Green Day is definitely a must.
 
Just play it like this and you'll retain your 90s alternative cred:



(I actually think the verses in that one sound unironically great.)
 
Just play it like this and you'll retain your 90s alternative cred:



(I actually think the verses in that one sound unironically great.)

I love this guy. I especially like it when he does the music himself instead of auto-tuning the original singer. Just beautiful.

 
I know @rhfarmer and I have disagreed about this before, but I just can't get into the production aesthetics of the 1980s. I feel like so many bands that were awesome in the '70s did their worst shit in the '80s. I say this because I've been on an Alan Parsons Project again. Everything up through and including Eye in the Sky in 1982 is awesome. But Ammonia Avenue in 1984 is so cringe, and it's guilty of all the excesses of the 1980s.

I know some people feel nostalgia for the drenched-in-reverb, synth-heavy, saxophone-solo-heavy sound of that era, but for me it just doesn't hold up. I prefer the drier approach of the '70s and '90s. This shift toward extreme cheesiness hardly applies to only APP either. You see it in musicians like Paul McCartney, Elvis Costello, Leonard Cohen, Rush, Yes, etc.

Obviously, there was great underground music in the '80s. There is in every era. There is even a ton of pop music that holds up (unlike the 2010s, the absolute nadir of pop). It's just the overall aesthetic of the era I don't like.
 
I don't think we disagree on that at all. I think certain genres in the 80s (basically parts of what is called "new wave") sound great due to their embrace of technology, but I would much rather listen to a drum stick hit a drum head then listen to a processed drum signal that turns drums into something else entirely. Synths can be super cheesy. The Psychedelic Furs are a great example. Richard Butler had a classic punk snarl, and their early songs were raw and raunchy. They ended up sounding like Simply Red.

We have disagreed on the production of Nevermind, but I think my top 5 or 6 favorite albums are right in there with yours in terms of how they sound.

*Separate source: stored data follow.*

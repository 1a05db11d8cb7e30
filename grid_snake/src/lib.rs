//! # grid_snake
//!
//! A deterministic snake simulation on a rectangular grid.
//!
//! The simulation knows nothing about windows, keyboards or cameras.  It is
//! advanced with [`Simulation::tick`], which is handed the current wall-clock
//! instant and (optionally) the direction the player most recently asked
//! for.  Whether the snake actually moves is decided by the [`MoveTimer`]
//! gate, so the caller can spin its render loop at any rate.
//!
//! ## Boundary policies
//!
//! | Policy | Leaving the grid |
//! |---|---|
//! | [`Boundary::Wall`] | the move is a collision |
//! | [`Boundary::Wrap`] | the head re-enters on the opposite edge |
//!
//! ## Quick start
//!
//! ```rust
//! use std::time::{Duration, Instant};
//! use grid_snake::{Direction, GridConfig, MoveOutcome, Simulation};
//!
//! let t0  = Instant::now();
//! let cfg = GridConfig::default();
//! let mut sim = Simulation::new(cfg, t0);
//!
//! // Not due yet: nothing happens.
//! assert_eq!(sim.tick(t0, Some(Direction::Down)), MoveOutcome::Pending);
//!
//! // One full delay later the snake steps down one cell.
//! let before = sim.snake().head();
//! assert_eq!(sim.tick(t0 + cfg.base_delay, Some(Direction::Down)), MoveOutcome::Moved);
//! assert_eq!(sim.snake().head().row, before.row + 1);
//! # let _ = Duration::ZERO;
//! ```

use std::collections::VecDeque;
use std::time::{Duration, Instant};

mod food;

pub use food::FoodSpawner;

// ════════════════════════════════════════════════════════════════════════════
// Cell
// ════════════════════════════════════════════════════════════════════════════

/// A grid coordinate: `col` grows to the right, `row` grows downward.
#[derive(Clone, Copy, Debug, PartialEq, Eq, Hash)]
pub struct Cell {
    pub col: i32,
    pub row: i32,
}

impl Cell {
    pub const fn new(col: i32, row: i32) -> Self {
        Cell { col, row }
    }

    /// The neighbouring cell in `dir`, with no bounds applied.
    pub fn step(self, dir: Direction) -> Cell {
        let (dc, dr) = dir.delta();
        Cell::new(self.col + dc, self.row + dr)
    }
}

impl From<(i32, i32)> for Cell {
    fn from((col, row): (i32, i32)) -> Self {
        Cell::new(col, row)
    }
}

// ════════════════════════════════════════════════════════════════════════════
// Direction
// ════════════════════════════════════════════════════════════════════════════

/// One of the four movement directions, in screen space.
#[derive(Clone, Copy, Debug, PartialEq, Eq, Hash)]
pub enum Direction {
    Up,
    Down,
    Left,
    Right,
}

impl Direction {
    pub const ALL: [Direction; 4] = [Direction::Up, Direction::Down, Direction::Left, Direction::Right];

    /// Unit `(d_col, d_row)` for this direction.
    pub fn delta(self) -> (i32, i32) {
        match self {
            Direction::Up    => ( 0, -1),
            Direction::Down  => ( 0,  1),
            Direction::Left  => (-1,  0),
            Direction::Right => ( 1,  0),
        }
    }

    pub fn opposite(self) -> Direction {
        match self {
            Direction::Up    => Direction::Down,
            Direction::Down  => Direction::Up,
            Direction::Left  => Direction::Right,
            Direction::Right => Direction::Left,
        }
    }

    pub fn is_opposite(self, other: Direction) -> bool {
        self.opposite() == other
    }

    pub fn name(self) -> &'static str {
        match self {
            Direction::Up    => "up",
            Direction::Down  => "down",
            Direction::Left  => "left",
            Direction::Right => "right",
        }
    }
}

// ════════════════════════════════════════════════════════════════════════════
// GridConfig
// ════════════════════════════════════════════════════════════════════════════

/// What happens when the head leaves the grid.
#[derive(Clone, Copy, Debug, PartialEq, Eq, Default)]
pub enum Boundary {
    /// Leaving the grid is a collision.
    #[default]
    Wall,
    /// Edges are identified with the opposite edge (a torus).
    Wrap,
}

/// Static parameters of one game.
///
/// `width` and `height` must both be positive.
#[derive(Clone, Copy, Debug, PartialEq, Eq)]
pub struct GridConfig {
    pub width:      i32,
    pub height:     i32,
    pub boundary:   Boundary,
    /// Inter-move interval at the start of a run.
    pub base_delay: Duration,
    /// The interval never shrinks below this.
    pub min_delay:  Duration,
    /// How much the interval shrinks per food eaten.
    pub delay_step: Duration,
}

impl Default for GridConfig {
    fn default() -> Self {
        GridConfig {
            width:      16,
            height:     12,
            boundary:   Boundary::Wall,
            base_delay: Duration::from_millis(100),
            min_delay:  Duration::from_millis(40),
            delay_step: Duration::from_millis(5),
        }
    }
}

impl GridConfig {
    /// Where a fresh snake is placed.
    pub fn center(&self) -> Cell {
        Cell::new(self.width / 2, self.height / 2)
    }

    pub fn contains(&self, cell: Cell) -> bool {
        (0..self.width).contains(&cell.col) && (0..self.height).contains(&cell.row)
    }

    pub fn cell_count(&self) -> usize {
        self.width.max(0) as usize * self.height.max(0) as usize
    }

    /// Apply the boundary policy to a candidate head position.
    /// `None` means the move runs into a wall.
    pub fn resolve(&self, cell: Cell) -> Option<Cell> {
        match self.boundary {
            Boundary::Wrap => Some(Cell::new(
                cell.col.rem_euclid(self.width),
                cell.row.rem_euclid(self.height),
            )),
            Boundary::Wall => self.contains(cell).then_some(cell),
        }
    }
}

// ════════════════════════════════════════════════════════════════════════════
// Snake
// ════════════════════════════════════════════════════════════════════════════

/// The snake's body, head first.
///
/// Only [`Simulation`] mutates a snake once it is in play.
#[derive(Clone, Debug, PartialEq, Eq)]
pub struct Snake {
    body:      VecDeque<Cell>,
    direction: Direction,
    /// Keep the tail on the next move.
    grow:      bool,
}

impl Snake {
    /// A one-cell snake.
    pub fn new(head: Cell, direction: Direction) -> Self {
        Snake {
            body: VecDeque::from([head]),
            direction,
            grow: false,
        }
    }

    /// Build a snake from explicit cells (head first).
    ///
    /// Returns `None` for an empty body or one that overlaps itself.
    pub fn from_body<I>(cells: I, direction: Direction) -> Option<Self>
    where
        I: IntoIterator<Item = Cell>,
    {
        let body: VecDeque<Cell> = cells.into_iter().collect();
        if body.is_empty() {
            return None;
        }
        let distinct = body
            .iter()
            .enumerate()
            .all(|(i, c)| !body.iter().skip(i + 1).any(|d| d == c));
        distinct.then_some(Snake { body, direction, grow: false })
    }

    pub fn head(&self) -> Cell {
        self.body[0]
    }

    pub fn tail(&self) -> Cell {
        self.body[self.body.len() - 1]
    }

    pub fn len(&self) -> usize {
        self.body.len()
    }

    /// Always false; a snake has at least its head.
    pub fn is_empty(&self) -> bool {
        self.body.is_empty()
    }

    pub fn direction(&self) -> Direction {
        self.direction
    }

    /// True between eating and the move that lengthens the body.
    pub fn is_growing(&self) -> bool {
        self.grow
    }

    pub fn cells(&self) -> impl Iterator<Item = Cell> + '_ {
        self.body.iter().copied()
    }

    pub fn contains(&self, cell: Cell) -> bool {
        self.body.contains(&cell)
    }

    /// Turn toward `dir` unless it would reverse onto the neck.
    /// Returns whether the direction was accepted.
    fn steer(&mut self, dir: Direction) -> bool {
        if dir.is_opposite(self.direction) {
            return false;
        }
        self.direction = dir;
        true
    }

    /// Would moving the head to `next` run into the body?
    ///
    /// The tail does not count when it is about to move out of the way.
    fn hits_itself(&self, next: Cell) -> bool {
        let body = if self.grow {
            self.body.len()
        } else {
            self.body.len() - 1
        };
        self.body.iter().take(body).any(|&c| c == next)
    }

    fn advance(&mut self, next: Cell) {
        self.body.push_front(next);
        if self.grow {
            self.grow = false;
        } else {
            self.body.pop_back();
        }
    }
}

// ════════════════════════════════════════════════════════════════════════════
// MoveTimer
// ════════════════════════════════════════════════════════════════════════════

/// Wall-clock gate between moves.  The delay only ever shrinks, and never
/// below its floor.
#[derive(Clone, Copy, Debug)]
pub struct MoveTimer {
    delay:     Duration,
    min_delay: Duration,
    step:      Duration,
    baseline:  Instant,
}

impl MoveTimer {
    pub fn new(config: &GridConfig, now: Instant) -> Self {
        MoveTimer {
            delay:     config.base_delay,
            min_delay: config.min_delay,
            step:      config.delay_step,
            baseline:  now,
        }
    }

    pub fn delay(&self) -> Duration {
        self.delay
    }

    pub fn is_due(&self, now: Instant) -> bool {
        now.saturating_duration_since(self.baseline) >= self.delay
    }

    /// Record a completed move.
    pub fn mark(&mut self, now: Instant) {
        self.baseline = now;
    }

    pub fn speed_up(&mut self) {
        if self.delay > self.min_delay {
            self.delay = self.delay.saturating_sub(self.step).max(self.min_delay);
        }
    }
}

// ════════════════════════════════════════════════════════════════════════════
// Simulation
// ════════════════════════════════════════════════════════════════════════════

/// Result of one call to [`Simulation::tick`].
#[derive(Clone, Copy, Debug, PartialEq, Eq)]
pub enum MoveOutcome {
    /// The move delay has not elapsed; nothing changed.
    Pending,
    Moved,
    /// Moved onto the food.  The body grows on the next move.
    Ate,
    /// Hit a wall or the body.  Terminal for this run.
    Collided,
}

/// One run of the game: snake, food and the move gate.
#[derive(Clone, Debug)]
pub struct Simulation {
    config:   GridConfig,
    snake:    Snake,
    food:     Option<Cell>,
    timer:    MoveTimer,
    collided: bool,
}

impl Simulation {
    /// A fresh run: one-cell snake in the centre heading right, no food.
    pub fn new(config: GridConfig, now: Instant) -> Self {
        Self::with_snake(config, Snake::new(config.center(), Direction::Right), now)
    }

    pub fn with_snake(config: GridConfig, snake: Snake, now: Instant) -> Self {
        debug_assert!(config.width > 0 && config.height > 0);
        Simulation {
            config,
            snake,
            food:     None,
            timer:    MoveTimer::new(&config, now),
            collided: false,
        }
    }

    pub fn config(&self) -> &GridConfig {
        &self.config
    }

    pub fn snake(&self) -> &Snake {
        &self.snake
    }

    pub fn food(&self) -> Option<Cell> {
        self.food
    }

    pub fn place_food(&mut self, cell: Cell) {
        debug_assert!(self.config.contains(cell) && !self.snake.contains(cell));
        self.food = Some(cell);
    }

    pub fn move_delay(&self) -> Duration {
        self.timer.delay()
    }

    pub fn is_due(&self, now: Instant) -> bool {
        !self.collided && self.timer.is_due(now)
    }

    pub fn is_over(&self) -> bool {
        self.collided
    }

    /// Advance the run if a move is due.
    ///
    /// `pending` is the most recent direction request; a request that would
    /// reverse the snake onto itself is ignored and the current heading kept.
    pub fn tick(&mut self, now: Instant, pending: Option<Direction>) -> MoveOutcome {
        if self.collided {
            return MoveOutcome::Collided;
        }
        if !self.timer.is_due(now) {
            return MoveOutcome::Pending;
        }

        if let Some(dir) = pending {
            if !self.snake.steer(dir) {
                log::trace!("ignoring reversal {:?} while heading {:?}", dir, self.snake.direction());
            }
        }

        let head = self.snake.head();
        let next = match self.config.resolve(head.step(self.snake.direction())) {
            Some(cell) => cell,
            None => {
                log::debug!("wall hit leaving {:?} heading {:?}", head, self.snake.direction());
                self.collided = true;
                return MoveOutcome::Collided;
            }
        };

        if self.snake.hits_itself(next) {
            log::debug!("self collision at {:?}", next);
            self.collided = true;
            return MoveOutcome::Collided;
        }

        self.snake.advance(next);
        self.timer.mark(now);

        if self.food == Some(next) {
            self.food = None;
            self.snake.grow = true;
            self.timer.speed_up();
            log::debug!("ate at {:?}, move delay now {:?}", next, self.timer.delay());
            MoveOutcome::Ate
        } else {
            MoveOutcome::Moved
        }
    }
}

// ════════════════════════════════════════════════════════════════════════════
// Tests
// ════════════════════════════════════════════════════════════════════════════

One exception I will make about 80s production is Peter Gabriel. He was always inventive and his sound changed dramatically between "Security" and "So" but I think they both sound incredible. "So" was considered a massive sell out to many die hard PG fans, but IMO it sounds great. The synthetic flute sound that open "Sledgehammer" is gorgeous IMO.
 
I don't think we disagree on that at all. I think certain genres in the 80s (basically parts of what is called "new wave") sound great due to their embrace of technology, but I would much rather listen to a drum stick hit a drum head then listen to a processed drum signal that turns drums into something else entirely. Synths can be super cheesy. The Psychedelic Furs are a great example. Richard Butler had a classic punk snarl, and their early songs were raw and raunchy. They ended up sounding like Simply Red.

We have disagreed on the production of Nevermind, but I think my top 5 or 6 favorite albums are right in there with yours in terms of how they sound.

One exception I will make about 80s production is Peter Gabriel. He was always inventive and his sound changed dramatically between "Security" and "So" but I think they both sound incredible. "So" was considered a massive sell out to many die hard PG fans, but IMO it sounds great. The synthetic flute sound that open "Sledgehammer" is gorgeous IMO.
I love So, although elements in it are definitely of its time.

Here's one pop band that seems to have avoided a lot of the pitfalls of the '80s. I think the production on this still sounds insanely good today. Naturally, it was released closer to the '70s than the mid-'80s (1981). 1983-1984 seems to be when production got really bad.

 
I actually wish the song "Pulling Mussels" had better production. It was released a year before "Tempted," so I don't know if they got a massive production upgrade. But it kind of sounds like a band playing in their garage, and imo, it deserves better.